/Dossier #11 - Western/
Suite au succès aussi important qu'inattendu d'Easy Rider, le studio Universal permit aux deux acteurs vedettes de réaliser un film chacun, en leur promettant l'entier contrôle artistique. C'est ainsi que fut lancée la production chaotique de The Last Movie avec un Dennis Hopper totalement fou et imprévisible aux manettes. De son côté, le plus posé Peter Fonda jeta son dévolu sur un scénario signé Alan Sharp, The Hired Hand (devenu en VF L'Homme sans frontière), un western minimaliste dans lequel un cowboy taciturne, lassé de sa vie d'errance, retourne chez sa femme, qu'il a quittée depuis près de 10 ans, accompagné par son ami et fidèle compagnon de route. Ce dernier est incarné par Warren Oates et, bien qu'il s'agissait de la première des trois collaborations entre les deux hommes, une vraie alchimie se dégage déjà de ce duo d'acteurs. Il y a une sorte de confiance mêlée de respect dans leurs regards plein de pudeurs, qui fait que l'on a aucun mal à croire au long passé que partagent les deux personnages. Peter Fonda offre quant à lui une incarnation très mémorable du cowboy solitaire, avec son corps malingre et sa barbe mal entretenue, sa présence fragile et abîmée impressionne discrètement.
Pour son premier film en tant que réalisateur, Peter Fonda a su s'entourer, puisque l'on retrouve également à ses côtés le grand Vilmos Zsigmond, l'un des chefs opérateurs emblématiques du Nouvel Hollywood, dont le talent éclate déjà à l'écran. Bruce Langhorne, guitariste surdoué qui a travaillé sur les meilleurs albums de Bob Dylan, compose quant à lui une musique magnifique où se mêlent les instruments à cordes pour le plus bel effet. Sa musique inspirée participe pleinement à l'ambiance particulièrement envoutante du film, dès ses premières secondes. On croise également dans l’œuvre de Fonda un personnage de femme étonnamment moderne, parfaitement incarné par Verna Bloom qui jouera dans L'Homme des hautes plaines de Clint Eastwood deux ans plus tard.
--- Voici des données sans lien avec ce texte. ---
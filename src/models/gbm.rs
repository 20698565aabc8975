// src/models/gbm.rs
//! Risk-neutral geometric Brownian motion, integrated in log-price space.
//!
//! ```text
//! dS_t = r S_t dt + σ S_t dW_t
//! ln S_{t+dt} = ln S_t + (r - σ²/2) dt + σ √dt Z
//! ```
//!
//! The log-space step is exact for GBM, and exponentiating keeps every price
//! strictly positive.

use super::model::PathModel;

#[derive(Debug, Clone, Copy)]
pub struct RiskNeutralGbm {
    /// (r - σ²/2) dt
    pub nudt: f64,
    /// σ √dt
    pub volsdt: f64,
}

impl RiskNeutralGbm {
    pub fn new(r: f64, sigma: f64, dt: f64) -> Self {
        RiskNeutralGbm {
            nudt: (r - 0.5 * sigma * sigma) * dt,
            volsdt: sigma * dt.sqrt(),
        }
    }

    /// Log-price increment for one shock
    pub fn log_increment(&self, z: f64) -> f64 {
        self.nudt + self.volsdt * z
    }
}

impl PathModel for RiskNeutralGbm {
    fn initial_state(&self, s0: f64) -> f64 {
        s0.ln()
    }

    fn advance(&self, state: f64, z: f64) -> f64 {
        state + self.log_increment(z)
    }

    fn price(&self, state: f64) -> f64 {
        state.exp()
    }
}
Le montage étonnant du film atteste que l'on devait fumer pas mal de joints en salle de montage, mais ils étaient fumés par le bon bout, ça je vous le dis ! La fascinante séquence d'ouverture vous émerveillera forcément. Nous assistons à une scène a priori très banale du quotidien des cowboys, nous les voyons se baigner dans la rivière et pêcher quelques poissons pour le repas. Mais cette ouverture est sublimée par un montage étrange et complexe, fait de fondus et de ralentis étonnants, et par des plans de toute beauté, baignés de jeux de lumière magnifiques. Les premières minutes du film créent ainsi immédiatement une ambiance singulière et comme hors du temps. Les rares paroles échangées entre les hommes plantent parfaitement le décor et les enjeux. Un drôle de sentiment nous envahit aussi lorsque survient cette apparition macabre qui conclut la scène, comme un mauvais présage pour la suite des aventures des trois hommes, qui ne seront bientôt plus que deux.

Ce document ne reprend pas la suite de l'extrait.